How ‘The Right AAA’ Can Conquer Network Complexities for Operators


By Zia Askari

At a time when telecom operators and communication service providers are coping with a number of challenges including creation and management of a number of policies and auditing processes – incorporating the right Authentication, Authorization, and Accounting (AAA) tools can conquer network complexities for the operator community and help in creation of a profitable platform for them.

According to Johan Terve, VP Marketing, Aptilo Networks, the AAA is really the component that makes the network into a usable and billable service. It’s all about control really. Controlling the user access, controlling the user experience and controlling the billing of the user.

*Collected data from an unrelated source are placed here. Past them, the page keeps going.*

//! # aes67
//!
//! A bidirectional AES67 audio-over-IP node core: real-time sender and
//! receiver for uncompressed linear-PCM RTP streams, time-aligned to an
//! IEEE-1588 (PTP) clock and interoperable with NMOS IS-04/IS-05 control.
//!
//! ## Features
//!
//! - RTP packetization and depacketization with AES67 wire format
//! - PTP-derived RTP timestamping with free-running fallback
//! - Adaptive jitter buffering with loss/reorder statistics
//! - AES67 SDP parsing and generation
//! - IPv4 multicast UDP transport
//!
//! ## Example
//!
//! ```rust,no_run
//! use aes67::{Sender, SenderConfig};
//!
//! # fn example() -> aes67::Result<()> {
//! let sender = Sender::new(SenderConfig {
//!     id: "tx0".to_string(),
//!     label: "Main".to_string(),
//!     ..Default::default()
//! })?;
//!
//! // Attach a capture source, then:
//! sender.start()?;
//! println!("{}", sender.generate_sdp());
//! # Ok(())
//! # }
//! ```

#![warn(missing_docs)]
#![warn(clippy::all)]
#![warn(clippy::pedantic)]
#![allow(clippy::module_name_repetitions)]

// Public modules
/// Audio device boundary
pub mod audio;
/// PTP clock adapter
pub mod clock;
/// IS-05 connection boundary
pub mod connection;
/// Error types
pub mod error;
/// UDP transport
pub mod net;
/// Wire protocols (RTP, SDP)
pub mod protocol;
/// Receiver session management
pub mod receiver;
/// Sender session management
pub mod sender;
/// Lifecycle state machines
pub mod state;
/// Core configuration types
pub mod types;

// Internal modules
mod stats;

// Re-exports
pub use clock::{ptp_to_rtp_timestamp, LocalClock, PtpClock, PtpClockInfo, PtpState};
pub use connection::{ConnectionRequest, ConnectionResponse, ConnectionStaging, TransportParams};
pub use error::{Aes67Error, Result};
pub use protocol::sdp::SdpInfo;
pub use receiver::{Receiver, ReceiverStatistics};
pub use sender::{Sender, SenderStatistics};
pub use state::{ConnectionState, ReceiverState, SenderState};
pub use types::{
    AudioFormat, AudioProcessingConfig, Config, PacketTime, ReceiverConfig, SenderConfig,
};
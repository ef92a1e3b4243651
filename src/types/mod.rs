//! Core types for the AES67 node

mod config;
mod format;

pub use config::{
    AudioProcessingConfig, Config, NodeConfig, ReceiverConfig, SenderConfig,
};
pub use format::{AudioFormat, PacketTime};
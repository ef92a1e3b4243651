//! Audio format and packet-time definitions

use serde::{Deserialize, Serialize};

/// Linear-PCM audio format of a stream
///
/// Fields are kept as raw integers so that values parsed from SDP can be
/// represented before profile validation; [`AudioFormat::is_aes67`] checks
/// conformance with the AES67 interoperability profile.
#[derive(Debug, Clone, Copy, PartialEq, Eq, Hash, Serialize, Deserialize)]
pub struct AudioFormat {
    /// Sample rate in Hz
    pub sample_rate: u32,
    /// Channel count (interleaved)
    pub channels: u8,
    /// Bits per sample (16, 24 or 32)
    pub bit_depth: u8,
}

impl Default for AudioFormat {
    fn default() -> Self {
        Self {
            sample_rate: 48_000,
            channels: 2,
            bit_depth: 24,
        }
    }
}

impl AudioFormat {
    /// Create a new audio format
    #[must_use]
    pub fn new(sample_rate: u32, channels: u8, bit_depth: u8) -> Self {
        Self {
            sample_rate,
            channels,
            bit_depth,
        }
    }

    /// An all-zero format, the state before anything has been negotiated
    #[must_use]
    pub fn empty() -> Self {
        Self {
            sample_rate: 0,
            channels: 0,
            bit_depth: 0,
        }
    }

    /// Bytes per sample for one channel
    #[must_use]
    pub fn bytes_per_sample(self) -> usize {
        usize::from(self.bit_depth) / 8
    }

    /// Bytes per frame (one sample across all channels)
    #[must_use]
    pub fn bytes_per_frame(self) -> usize {
        self.bytes_per_sample() * usize::from(self.channels)
    }

    /// RTP encoding name for this bit depth (`L16`, `L24`, `L32`)
    #[must_use]
    pub fn encoding_name(self) -> Option<&'static str> {
        match self.bit_depth {
            16 => Some("L16"),
            24 => Some("L24"),
            32 => Some("L32"),
            _ => None,
        }
    }

    /// Bit depth for an RTP encoding name
    #[must_use]
    pub fn bit_depth_for_encoding(name: &str) -> Option<u8> {
        match name {
            "L16" => Some(16),
            "L24" => Some(24),
            "L32" => Some(32),
            _ => None,
        }
    }

    /// Basic structural validity: non-zero rate, 1-64 channels, known depth
    #[must_use]
    pub fn is_valid(self) -> bool {
        self.sample_rate > 0
            && (1..=64).contains(&self.channels)
            && matches!(self.bit_depth, 16 | 24 | 32)
    }

    /// AES67 profile conformance: rate in {44100, 48000, 96000} on top of
    /// structural validity
    #[must_use]
    pub fn is_aes67(self) -> bool {
        self.is_valid() && matches!(self.sample_rate, 44_100 | 48_000 | 96_000)
    }
}

impl std::fmt::Display for AudioFormat {
    fn fmt(&self, f: &mut std::fmt::Formatter<'_>) -> std::fmt::Result {
        write!(
            f,
            "{}ch {}Hz {}bit",
            self.channels, self.sample_rate, self.bit_depth
        )
    }
}

/// AES67 packet time: the interval between successive RTP packets
///
/// 1 ms is the AES67-mandatory value; the others are the optional values the
/// standard enumerates. 333 µs is the conventional spelling of 1/3 ms and is
/// treated as that exact rational, so it divides 48 kHz and 96 kHz evenly.
#[derive(Debug, Clone, Copy, PartialEq, Eq, Hash, Default)]
pub enum PacketTime {
    /// 125 µs
    Us125,
    /// 250 µs
    Us250,
    /// 333 µs (exactly 1/3 ms)
    Us333,
    /// 1 ms, the AES67 default
    #[default]
    Us1000,
    /// 4 ms
    Us4000,
}

impl PacketTime {
    /// Parse from a microsecond value
    #[must_use]
    pub fn from_micros(us: u32) -> Option<Self> {
        match us {
            125 => Some(Self::Us125),
            250 => Some(Self::Us250),
            333 => Some(Self::Us333),
            1000 => Some(Self::Us1000),
            4000 => Some(Self::Us4000),
            _ => None,
        }
    }

    /// Nominal duration in microseconds
    #[must_use]
    pub fn as_micros(self) -> u32 {
        match self {
            Self::Us125 => 125,
            Self::Us250 => 250,
            Self::Us333 => 333,
            Self::Us1000 => 1000,
            Self::Us4000 => 4000,
        }
    }

    /// Packets per second, as the exact denominator of the packet period
    #[must_use]
    pub fn packets_per_second(self) -> u32 {
        match self {
            Self::Us125 => 8000,
            Self::Us250 => 4000,
            Self::Us333 => 3000,
            Self::Us1000 => 1000,
            Self::Us4000 => 250,
        }
    }

    /// Samples per packet at `sample_rate`, as an exact rational
    /// `(whole, remainder_numerator, denominator)`
    ///
    /// The remainder is zero whenever the packet time divides the sample rate
    /// evenly; at 44.1 kHz with sub-millisecond packet times it is not, and
    /// the packetizer carries the fraction forward across packets.
    #[must_use]
    pub fn samples_per_packet(self, sample_rate: u32) -> (u32, u32, u32) {
        let den = self.packets_per_second();
        (sample_rate / den, sample_rate % den, den)
    }

    /// Whether the sample count per packet is a whole number at `sample_rate`
    #[must_use]
    pub fn is_integral(self, sample_rate: u32) -> bool {
        sample_rate % self.packets_per_second() == 0
    }
}

#[cfg(test)]
mod tests {
    use super::*;

    #[test]
    fn test_format_geometry() {
        let f = AudioFormat::new(48_000, 2, 24);
        assert_eq!(f.bytes_per_sample(), 3);
        assert_eq!(f.bytes_per_frame(), 6);
        assert_eq!(f.encoding_name(), Some("L24"));
    }

    #[test]
    fn test_encoding_round_trip() {
        for depth in [16u8, 24, 32] {
            let name = AudioFormat::new(48_000, 2, depth).encoding_name().unwrap();
            assert_eq!(AudioFormat::bit_depth_for_encoding(name), Some(depth));
        }
        assert_eq!(AudioFormat::bit_depth_for_encoding("AM824"), None);
    }

    #[test]
    fn test_profile_check() {
        assert!(AudioFormat::new(48_000, 2, 24).is_aes67());
        assert!(AudioFormat::new(44_100, 64, 16).is_aes67());
        assert!(!AudioFormat::new(88_200, 2, 24).is_aes67());
        assert!(!AudioFormat::new(48_000, 0, 24).is_valid());
        assert!(!AudioFormat::new(48_000, 2, 20).is_valid());
        assert!(!AudioFormat::empty().is_valid());
    }

    #[test]
    fn test_packet_time_samples() {
        assert_eq!(PacketTime::Us1000.samples_per_packet(48_000), (48, 0, 1000));
        assert_eq!(PacketTime::Us125.samples_per_packet(48_000), (6, 0, 8000));
        // 333 us is exactly 1/3 ms
        assert_eq!(PacketTime::Us333.samples_per_packet(48_000), (16, 0, 3000));
        assert_eq!(PacketTime::Us333.samples_per_packet(96_000), (32, 0, 3000));
        // 44.1 kHz / 3000 = 14.7: fractional
        assert_eq!(
            PacketTime::Us333.samples_per_packet(44_100),
            (14, 2100, 3000)
        );
        assert!(!PacketTime::Us333.is_integral(44_100));
        assert!(PacketTime::Us1000.is_integral(44_100));
    }

    #[test]
    fn test_packet_time_from_micros() {
        assert_eq!(PacketTime::from_micros(1000), Some(PacketTime::Us1000));
        assert_eq!(PacketTime::from_micros(500), None);
        assert_eq!(PacketTime::default(), PacketTime::Us1000);
    }
}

“The AAA has its given place in fixed, Wi-Fi and CDMA networks using the RADIUS protocol, but in 3GPP (GSM and LTE) there have been other nodes taking care of the typical AAA functions using the Diameter protocol. The authentication is handled by the HLR/HSS, the authorization by the PCRF and the accounting is a cooperation between the packet gateways / DPI and the online / offline charging systems. Driven by Wi-Fi Offload and Wi-Fi Calling, the 3GPP standard has come up with a so-called 3GPP AAA to take care of an automatic and seamless authentication and authorization of users coming in to the mobile core via Wi-Fi access. The 3GPP AAA is designed for these specific use cases. The Aptilo Service Management Platform™ (SMP) can act as a standalone 3GPP AAA, but what we have found is that operators often need functions that go beyond this,” he explains.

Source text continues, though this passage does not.